The Good Sons Versus GameStop
It has been a while since I saw the movie The Good Son (1993) so please do pardon my fuzzy yet necessary and ultimately beneficial recollection of the plot.
Essentially, a boy played by Macaulay Culkin has everyone tricked into believing him to be a good boy. He has all the airs of a good son: His dress approximates Culkin’s more famous character, that of Kevin McCallister in the Home Alone movies; he projects a kind of sweetness and humble intelligence, going so far as to be welcoming to a perceived problem child and project, his cousin, who is forced to stay with the family for a few months, played by Elijah Wood well before the Frodo Baggins days.

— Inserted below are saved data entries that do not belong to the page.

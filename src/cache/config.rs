use anyhow::{Context, Result};
use log::debug;
use serde::{Deserialize, Serialize};
use std::path::{Path, PathBuf};
use std::time::Duration;

use crate::runtime::Runtime;

/// How the metadata helper is invoked.
#[derive(Serialize, Deserialize, Debug, Clone, PartialEq)]
#[serde(default)]
pub struct CacheConfig {
    /// Interpreter used to run the helper
    pub python: PathBuf,
    /// Path to `yum-dump.py`
    pub helper: PathBuf,
    /// Seconds the helper waits for the yum lock
    pub lock_timeout: u64,
    /// Seconds before a helper run is killed
    pub command_timeout_secs: u64,
}

impl Default for CacheConfig {
    fn default() -> Self {
        Self {
            python: PathBuf::from("/usr/bin/python"),
            helper: PathBuf::from("/usr/lib/rpmcache/yum-dump.py"),
            lock_timeout: 30,
            command_timeout_secs: 900,
        }
    }
}

impl CacheConfig {
    /// Load the configuration.
    ///
    /// An explicit `path` must exist. Without one,
    /// `<config_dir>/rpmcache/config.json` is used when present, and the
    /// defaults otherwise.
    #[tracing::instrument(skip(runtime))]
    pub fn load<R: Runtime>(runtime: &R, path: Option<&Path>) -> Result<Self> {
        let path = match path {
            Some(path) => path.to_path_buf(),
            None => match Self::default_path(runtime) {
                Some(path) if runtime.exists(&path) => path,
                _ => {
                    debug!("No configuration file found, using defaults");
                    return Ok(Self::default());
                }
            },
        };

        debug!("Loading configuration from {:?}", path);
        let content = runtime.read_to_string(&path)?;
        let config: CacheConfig = serde_json::from_str(&content)
            .with_context(|| format!("Invalid configuration in {:?}", path))?;
        Ok(config)
    }

    pub fn default_path<R: Runtime>(runtime: &R) -> Option<PathBuf> {
        runtime
            .config_dir()
            .map(|dir| dir.join("rpmcache").join("config.json"))
    }

    pub fn command_timeout(&self) -> Duration {
        Duration::from_secs(self.command_timeout_secs)
    }
}
//! RPM data types
//!
//! This module provides the value types used to reason about RPM packages:
//! version comparison, capabilities (provides/requires) and package records.

mod dependency;
mod package;
mod version;

pub use dependency::{Capability, Comparator};
pub use package::{CacheEntry, PackageRecord, PackageState};
pub use version::{Evr, rpmvercmp};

Well, as it turns out, the ostensibly virtuous son is anything but. His clement obedience to his parents is an elaborate ploy. In point of fact, he is a juvenile psychopath who wantonly maims and kills animals, speaks like a demon, and whose tears are all crocodile. He stokes fear and trepidation in his siblings and cousin and relishes in the fact that he is the cause of their tortures. He profits from it to the point of odd arousal, like Bill Ackman predicting Hilton and Herbalife stocks would be going to zero.
I’m a lover and a fighter, but never a spoiler–so if you’re interested in watching early 90’s films, I won’t ruin the ending to the film for you.

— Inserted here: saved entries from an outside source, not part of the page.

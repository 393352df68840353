use anyhow::Result;
use clap::Parser;
use rpmcache::commands::{self, CacheOptions, render};
use rpmcache::cache::MetadataCache;
use rpmcache::runtime::{RealRuntime, Runtime};
use std::path::PathBuf;

/// rpmcache - RPM package metadata cache
///
/// Query installed and available packages the way a yum package provider
/// sees them. Package data comes from running the yum-dump.py helper.
///
/// Examples:
///   rpmcache installed zlib --arch x86_64
///   rpmcache whatprovides 'perl(Carp) >= 1.0'
///   rpmcache plan zip 2.31-2.el5
///   rpmcache compare 1:1.0-1 1.1-1
#[derive(Parser, Debug)]
#[command(author, version = env!("RPMCACHE_VERSION"), about)]
struct Cli {
    #[command(subcommand)]
    command: Commands,

    /// Configuration file (defaults to <config dir>/rpmcache/config.json)
    #[arg(long, env = "RPMCACHE_CONFIG", value_name = "PATH", global = true)]
    config: Option<PathBuf>,

    /// Python interpreter used to run the helper
    #[arg(long, env = "RPMCACHE_PYTHON", value_name = "PATH", global = true)]
    python: Option<PathBuf>,

    /// Path to yum-dump.py
    #[arg(long, env = "RPMCACHE_HELPER", value_name = "PATH", global = true)]
    helper: Option<PathBuf>,

    /// Seconds the helper waits for the yum lock
    #[arg(
        long,
        env = "RPMCACHE_LOCK_TIMEOUT",
        value_name = "SECONDS",
        global = true
    )]
    lock_timeout: Option<u64>,

    /// Seconds before a helper run is killed
    #[arg(long = "timeout", value_name = "SECONDS", global = true)]
    timeout: Option<u64>,

    /// yum options; --enablerepo/--disablerepo switches are passed to the helper
    #[arg(
        long,
        value_name = "OPTIONS",
        allow_hyphen_values = true,
        global = true
    )]
    repo_control: Option<String>,

    /// Print reports as JSON
    #[arg(long, global = true)]
    json: bool,
}

#[derive(clap::Subcommand, Debug)]
enum Commands {
    #[command(flatten)]
    Query(QueryCommands),

    /// Compare two [epoch:]version[-release] strings
    Compare(CompareArgs),
}

/// Subcommands answered from package data.
#[derive(clap::Subcommand, Debug)]
enum QueryCommands {
    /// Show the installed version of a package
    Installed(PackageArgs),

    /// Show the newest available version of a package
    Available(PackageArgs),

    /// Show the repository offering a package version
    Repository(VersionArgs),

    /// Check whether a package (and optionally a version) is known
    Check(CheckArgs),

    /// List packages providing a capability, e.g. 'libz.so.1' or 'mtr >= 2:0.71'
    Whatprovides {
        /// Capability, optionally with an operator and version
        #[arg(value_name = "CAPABILITY")]
        capability: String,
    },

    /// Resolve a package name, name.arch or Provides requirement
    Resolve(ResolveArgs),

    /// Decide whether and how a package version would be installed
    Plan(PlanArgs),
}

#[derive(clap::Args, Debug)]
struct PackageArgs {
    #[arg(value_name = "NAME")]
    name: String,

    /// Restrict to one architecture
    #[arg(long)]
    arch: Option<String>,
}

#[derive(clap::Args, Debug)]
struct VersionArgs {
    #[arg(value_name = "NAME")]
    name: String,

    /// version-release, e.g. 1.84-10.fc6
    #[arg(value_name = "VERSION")]
    version: String,

    /// Restrict to one architecture
    #[arg(long)]
    arch: Option<String>,
}

#[derive(clap::Args, Debug)]
struct CheckArgs {
    /// Package name or name.arch
    #[arg(value_name = "NAME")]
    name: String,

    #[arg(value_name = "VERSION")]
    version: Option<String>,

    /// Restrict the version check to one architecture
    #[arg(long)]
    arch: Option<String>,
}

#[derive(clap::Args, Debug)]
struct ResolveArgs {
    #[arg(value_name = "PACKAGE")]
    package: String,

    /// Version or constraint, e.g. '>= 1.2'
    #[arg(value_name = "VERSION", allow_hyphen_values = true)]
    version: Option<String>,

    /// Resolve for removal; skips loading available Provides
    #[arg(long)]
    removing: bool,
}

#[derive(clap::Args, Debug)]
struct PlanArgs {
    #[arg(value_name = "PACKAGE")]
    package: String,

    /// Defaults to the newest available version
    #[arg(value_name = "VERSION")]
    version: Option<String>,

    /// Allow replacing a newer installed version
    #[arg(long)]
    allow_downgrade: bool,
}

#[derive(clap::Args, Debug)]
struct CompareArgs {
    #[arg(value_name = "EVR", allow_hyphen_values = true)]
    left: String,

    #[arg(value_name = "EVR", allow_hyphen_values = true)]
    right: String,

    /// Treat missing epoch or release as matching anything
    #[arg(long)]
    partial: bool,
}

impl Cli {
    fn cache_options(&self) -> CacheOptions {
        CacheOptions {
            config: self.config.clone(),
            python: self.python.clone(),
            helper: self.helper.clone(),
            lock_timeout: self.lock_timeout,
            command_timeout: self.timeout,
            repo_control: self.repo_control.clone(),
        }
    }
}

fn main() -> Result<()> {
    env_logger::Builder::from_env(env_logger::Env::default().default_filter_or("warn")).init();
    let cli = Cli::parse();

    let output = match &cli.command {
        Commands::Compare(args) => render(
            &commands::compare(&args.left, &args.right, args.partial),
            cli.json,
        )?,
        Commands::Query(command) => {
            let mut cache = commands::open_cache(RealRuntime, &cli.cache_options())?;
            run(&mut cache, command, cli.json)?
        }
    };
    println!("{}", output);
    Ok(())
}

fn run<R: Runtime>(
    cache: &mut MetadataCache<R>,
    command: &QueryCommands,
    json: bool,
) -> Result<String> {
    match command {
        QueryCommands::Installed(args) => {
            render(&commands::installed(cache, &args.name, args.arch.as_deref())?, json)
        }
        QueryCommands::Available(args) => {
            render(&commands::available(cache, &args.name, args.arch.as_deref())?, json)
        }
        QueryCommands::Repository(args) => render(
            &commands::repository(cache, &args.name, &args.version, args.arch.as_deref())?,
            json,
        ),
        QueryCommands::Check(args) => render(
            &commands::check(
                cache,
                &args.name,
                args.version.as_deref(),
                args.arch.as_deref(),
            )?,
            json,
        ),
        QueryCommands::Whatprovides { capability } => {
            render(&commands::whatprovides(cache, capability)?, json)
        }
        QueryCommands::Resolve(args) => render(
            &commands::resolve(cache, &args.package, args.version.as_deref(), args.removing)?,
            json,
        ),
        QueryCommands::Plan(args) => render(
            &commands::plan(
                cache,
                &args.package,
                args.version.as_deref(),
                args.allow_downgrade,
            )?,
            json,
        ),
    }
}

#[cfg(test)]
mod tests {
    use super::*;
    use clap::Parser;

    #[test]
    fn test_cli_installed_parsing() {
        let cli =
            Cli::try_parse_from(["rpmcache", "installed", "zlib", "--arch", "i386"]).unwrap();
        match cli.command {
            Commands::Query(QueryCommands::Installed(args)) => {
                assert_eq!(args.name, "zlib");
                assert_eq!(args.arch.as_deref(), Some("i386"));
            }
            _ => panic!("Expected Installed command"),
        }
        assert!(!cli.json);
    }

    #[test]
    fn test_cli_global_flags() {
        let cli = Cli::try_parse_from([
            "rpmcache",
            "--python",
            "/bin/python3",
            "--lock-timeout",
            "5",
            "--repo-control",
            "--enablerepo=epel",
            "check",
            "zip",
            "--json",
        ])
        .unwrap();
        let options = cli.cache_options();
        assert_eq!(options.python, Some(PathBuf::from("/bin/python3")));
        assert_eq!(options.lock_timeout, Some(5));
        assert_eq!(options.repo_control.as_deref(), Some("--enablerepo=epel"));
        assert!(cli.json);
    }

    #[test]
    fn test_cli_resolve_constraint() {
        let cli = Cli::try_parse_from(["rpmcache", "resolve", "mtr", ">= 2:0.71"]).unwrap();
        match cli.command {
            Commands::Query(QueryCommands::Resolve(args)) => {
                assert_eq!(args.package, "mtr");
                assert_eq!(args.version.as_deref(), Some(">= 2:0.71"));
                assert!(!args.removing);
            }
            _ => panic!("Expected Resolve command"),
        }
    }

    #[test]
    fn test_cli_plan_parsing() {
        let cli =
            Cli::try_parse_from(["rpmcache", "plan", "zip", "2.30-1.el5", "--allow-downgrade"])
                .unwrap();
        match cli.command {
            Commands::Query(QueryCommands::Plan(args)) => {
                assert_eq!(args.version.as_deref(), Some("2.30-1.el5"));
                assert!(args.allow_downgrade);
            }
            _ => panic!("Expected Plan command"),
        }
    }

    #[test]
    fn test_cli_compare_is_not_a_query() {
        let cli =
            Cli::try_parse_from(["rpmcache", "compare", "--partial", "1.2", "1.2-5"]).unwrap();
        match cli.command {
            Commands::Compare(args) => {
                assert_eq!(args.left, "1.2");
                assert_eq!(args.right, "1.2-5");
                assert!(args.partial);
            }
            _ => panic!("Expected Compare command"),
        }
    }

    #[test]
    fn test_cli_repository_requires_version() {
        assert!(Cli::try_parse_from(["rpmcache", "repository", "zip"]).is_err());
    }

    #[test]
    fn test_cli_no_subcommand_fails() {
        assert!(Cli::try_parse_from(["rpmcache", "zip"]).is_err());
    }
}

I will, however, dive into and evaluate the current fascination of the week–one of which the current administration (SHOCKER!) has no notion or understanding whatsoever–that of the short squeeze by the Reddit Wall St. Bets guys and gals on GameStop.

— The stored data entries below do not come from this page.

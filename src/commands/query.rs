use anyhow::Result;
use serde::Serialize;
use std::fmt;

use crate::{cache::MetadataCache, rpm::Evr, runtime::Runtime};

/// Installed or available version of a package.
#[derive(Debug, Clone, PartialEq, Serialize)]
pub struct VersionReport {
    pub name: String,
    pub arch: Option<String>,
    pub version: Option<String>,
}

impl VersionReport {
    fn new(name: &str, arch: Option<&str>, version: Option<Evr>) -> Self {
        Self {
            name: name.to_string(),
            arch: arch.map(String::from),
            version: version.map(|v| v.to_string()),
        }
    }
}

impl fmt::Display for VersionReport {
    fn fmt(&self, f: &mut fmt::Formatter<'_>) -> fmt::Result {
        match &self.version {
            Some(version) => write!(f, "{} {}", self.name, version),
            None => write!(f, "{} (none)", self.name),
        }
    }
}

#[tracing::instrument(skip(cache))]
pub fn installed<R: Runtime>(
    cache: &mut MetadataCache<R>,
    name: &str,
    arch: Option<&str>,
) -> Result<VersionReport> {
    let version = cache.installed_version(name, arch)?;
    Ok(VersionReport::new(name, arch, version))
}

#[tracing::instrument(skip(cache))]
pub fn available<R: Runtime>(
    cache: &mut MetadataCache<R>,
    name: &str,
    arch: Option<&str>,
) -> Result<VersionReport> {
    let version = cache.available_version(name, arch)?;
    Ok(VersionReport::new(name, arch, version))
}

#[derive(Debug, Clone, PartialEq, Serialize)]
pub struct RepositoryReport {
    pub name: String,
    pub version: String,
    pub arch: Option<String>,
    pub repository: Option<String>,
}

impl fmt::Display for RepositoryReport {
    fn fmt(&self, f: &mut fmt::Formatter<'_>) -> fmt::Result {
        match &self.repository {
            Some(repo) => write!(f, "{}", repo),
            None => write!(f, "{}-{} is not available", self.name, self.version),
        }
    }
}

#[tracing::instrument(skip(cache))]
pub fn repository<R: Runtime>(
    cache: &mut MetadataCache<R>,
    name: &str,
    version: &str,
    arch: Option<&str>,
) -> Result<RepositoryReport> {
    let repository = cache.package_repository(name, version, arch)?;
    Ok(RepositoryReport {
        name: name.to_string(),
        version: version.to_string(),
        arch: arch.map(String::from),
        repository,
    })
}

/// Whether a package, and optionally one version of it, is known.
#[derive(Debug, Clone, PartialEq, Serialize)]
pub struct CheckReport {
    pub name: String,
    pub known: bool,
    pub version: Option<String>,
    pub version_available: Option<bool>,
}

impl fmt::Display for CheckReport {
    fn fmt(&self, f: &mut fmt::Formatter<'_>) -> fmt::Result {
        let known = if self.known { "known" } else { "unknown" };
        write!(f, "{}: {}", self.name, known)?;
        if let (Some(version), Some(available)) = (&self.version, self.version_available) {
            let state = if available { "available" } else { "not available" };
            write!(f, ", {} {}", version, state)?;
        }
        Ok(())
    }
}

#[tracing::instrument(skip(cache))]
pub fn check<R: Runtime>(
    cache: &mut MetadataCache<R>,
    name: &str,
    version: Option<&str>,
    arch: Option<&str>,
) -> Result<CheckReport> {
    let known = cache.package_available(name)?;
    let version_available = match version {
        Some(version) => Some(cache.version_available(name, version, arch)?),
        None => None,
    };
    Ok(CheckReport {
        name: name.to_string(),
        known,
        version: version.map(String::from),
        version_available,
    })
}

#[derive(Debug, Clone, PartialEq, Serialize)]
pub struct Provider {
    pub nevra: String,
    pub installed: bool,
    pub available: bool,
}

/// Packages providing a capability.
#[derive(Debug, Clone, PartialEq, Serialize)]
pub struct ProvidersReport {
    pub capability: String,
    pub packages: Vec<Provider>,
}

impl fmt::Display for ProvidersReport {
    fn fmt(&self, f: &mut fmt::Formatter<'_>) -> fmt::Result {
        if self.packages.is_empty() {
            return write!(f, "No package provides {}", self.capability);
        }
        for (i, package) in self.packages.iter().enumerate() {
            if i > 0 {
                writeln!(f)?;
            }
            let state = match (package.installed, package.available) {
                (true, true) => "installed, available",
                (true, false) => "installed",
                _ => "available",
            };
            write!(f, "{} ({})", package.nevra, state)?;
        }
        Ok(())
    }
}

#[tracing::instrument(skip(cache))]
pub fn whatprovides<R: Runtime>(
    cache: &mut MetadataCache<R>,
    capability: &str,
) -> Result<ProvidersReport> {
    let packages = cache
        .packages_from_require(capability)?
        .into_iter()
        .map(|package| {
            let nevra = package.nevra();
            Provider {
                installed: cache.index().is_installed(&nevra),
                available: cache.index().is_available(&nevra),
                nevra,
            }
        })
        .collect();

    Ok(ProvidersReport {
        capability: capability.to_string(),
        packages,
    })
}

#[cfg(test)]
mod tests {
    use super::*;
    use crate::test_utils::{STDOUT_GOOD, fixture_cache};

    #[test]
    fn test_installed_and_available() {
        let mut cache = fixture_cache(STDOUT_GOOD);

        let report = installed(&mut cache, "zip", None).unwrap();
        assert_eq!(report.to_string(), "zip 2.31-2.el5");

        let report = installed(&mut cache, "znc", None).unwrap();
        assert_eq!(report.version, None);
        assert_eq!(report.to_string(), "znc (none)");

        let report = available(&mut cache, "znc-devel", Some("i386")).unwrap();
        assert_eq!(report.version.as_deref(), Some("0.098-1.el5"));
        assert_eq!(report.arch.as_deref(), Some("i386"));
    }

    #[test]
    fn test_repository() {
        let mut cache = fixture_cache(STDOUT_GOOD);
        let report = repository(&mut cache, "zlib-devel", "1.2.3-3", Some("i386")).unwrap();
        assert_eq!(report.to_string(), "extras");

        let report = repository(&mut cache, "zlib-devel", "9", None).unwrap();
        assert_eq!(report.repository, None);
        assert_eq!(report.to_string(), "zlib-devel-9 is not available");
    }

    #[test]
    fn test_check() {
        let mut cache = fixture_cache(STDOUT_GOOD);
        let report = check(&mut cache, "zisofs-tools", Some("1.0.6-3.2.2"), None).unwrap();
        assert!(report.known);
        assert_eq!(report.version_available, Some(true));
        assert_eq!(report.to_string(), "zisofs-tools: known, 1.0.6-3.2.2 available");

        let report = check(&mut cache, "moo.i386", None, None).unwrap();
        assert!(!report.known);
        assert_eq!(report.version_available, None);
        assert_eq!(report.to_string(), "moo.i386: unknown");
    }

    #[test]
    fn test_whatprovides() {
        let mut cache = fixture_cache(STDOUT_GOOD);
        let report = whatprovides(&mut cache, "libz.so.1()(64bit)").unwrap();
        assert_eq!(
            report.packages,
            [Provider {
                nevra: "zlib-0:1.2.3-3.x86_64".to_string(),
                installed: true,
                available: true,
            }]
        );
        assert_eq!(report.to_string(), "zlib-0:1.2.3-3.x86_64 (installed, available)");

        let report = whatprovides(&mut cache, "nothing").unwrap();
        assert_eq!(report.to_string(), "No package provides nothing");
    }
}
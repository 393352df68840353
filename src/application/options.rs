use log::debug;

/// Pick the repository switches (`--enablerepo=...`, `--disablerepo=...`)
/// out of free-form yum options. Returns `None` when there are none.
pub fn repo_control_args(options: &str) -> Option<String> {
    let selected: Vec<&str> = options
        .split_whitespace()
        .filter(|opt| {
            let keep = ["--enablerepo=", "--disablerepo="]
                .iter()
                .any(|prefix| opt.strip_prefix(prefix).is_some_and(|repo| !repo.is_empty()));
            if !keep {
                debug!("Ignoring option {} for metadata refresh", opt);
            }
            keep
        })
        .collect();

    (!selected.is_empty()).then(|| selected.join(" "))
}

To summarize, individual, mostly young small investors who probably since 2008 and certainly over the last several months of lockdown mania have rightly concluded that the stock market is a rigged casino favoring the house, determined through sound research that large hedge funds were aggressively shorting GameStop stock with put options.
(For a brilliant and concise explanation of the financial mechanisms deployed here, do listen to Tom Woods and Robert Murphy podcasting about it:)
They colluded. They collaborated. They engaged in what could be rightly called a digital “idea lunch”. They bought and placed call options on the stock and as a result, wiped out major hedge funds–by some estimates to the the tune of $70 billion. New Mets owner and fund financier Steve Cohen had to, in the immediate term, bail the good sons out. Did the Wall St. Bets boys playing hardball cost the Mets star free agent pitcher Trevor Bauer? We shall see. Maybe they are Dodgers or White Sox fans?
What is so fascinating then about this play, this gambit is that the good sons lost. The Elijah Woods of the world won. The good sons got unwittingly slapped by the decrepit, spoiling hands that have fed their largesse for years; namely the Federal Government which bailed them out in 2009 and Washington’s central bank which has propped up this faux-market economy for years. What Fed monetary policy has produced is speculative fever that no tulip pollen ever could, and this glut of monopoly money emboldened young bucks to make a move against the good sons of Greenspan, Bernanke, Yellen and Powell. Because, for all of the Fed chairmen’s talk of employing Fed interventions so as to help the little guy, all those initiatives have resulted in exacerbating the gap between the uber-rich and the rest of us. Ironic then, isn’t it, that the transfer of wealth from the favored sons, which is an always emphatically-stated yet perpetually-elusive objective, was actually accomplished in the matter of days? It all makes one wonder how truly serious the Fed is about its stated goals of curing every societal ill that it, in fact, has created, from social inequality to stoked racism. Pace Rothbard: The behemoth is both the arsonist and fire department indeed.
Two prominent issues, left unwritten in the saga remain. The first is whether or not people en mass will come to recognize that it is not the unethical suspension of Robinhood trading and certainly not free financial market mechanisms that created the casino, but Monopoly money creation to the detriment of all. As the great Jeff Deist elucidated on Twitter:
Let’s hope the masses do have such an awakening.
The second issue is to what extent the malicious parents will ride to the rescue of their good sons. Ominous news has broken in the last few hours to indicate that the enablers-in-chief are ready to act:
Be sure to stay tuned. Perhaps make some popcorn.
Oh, and hug your kids–especially the real good ones.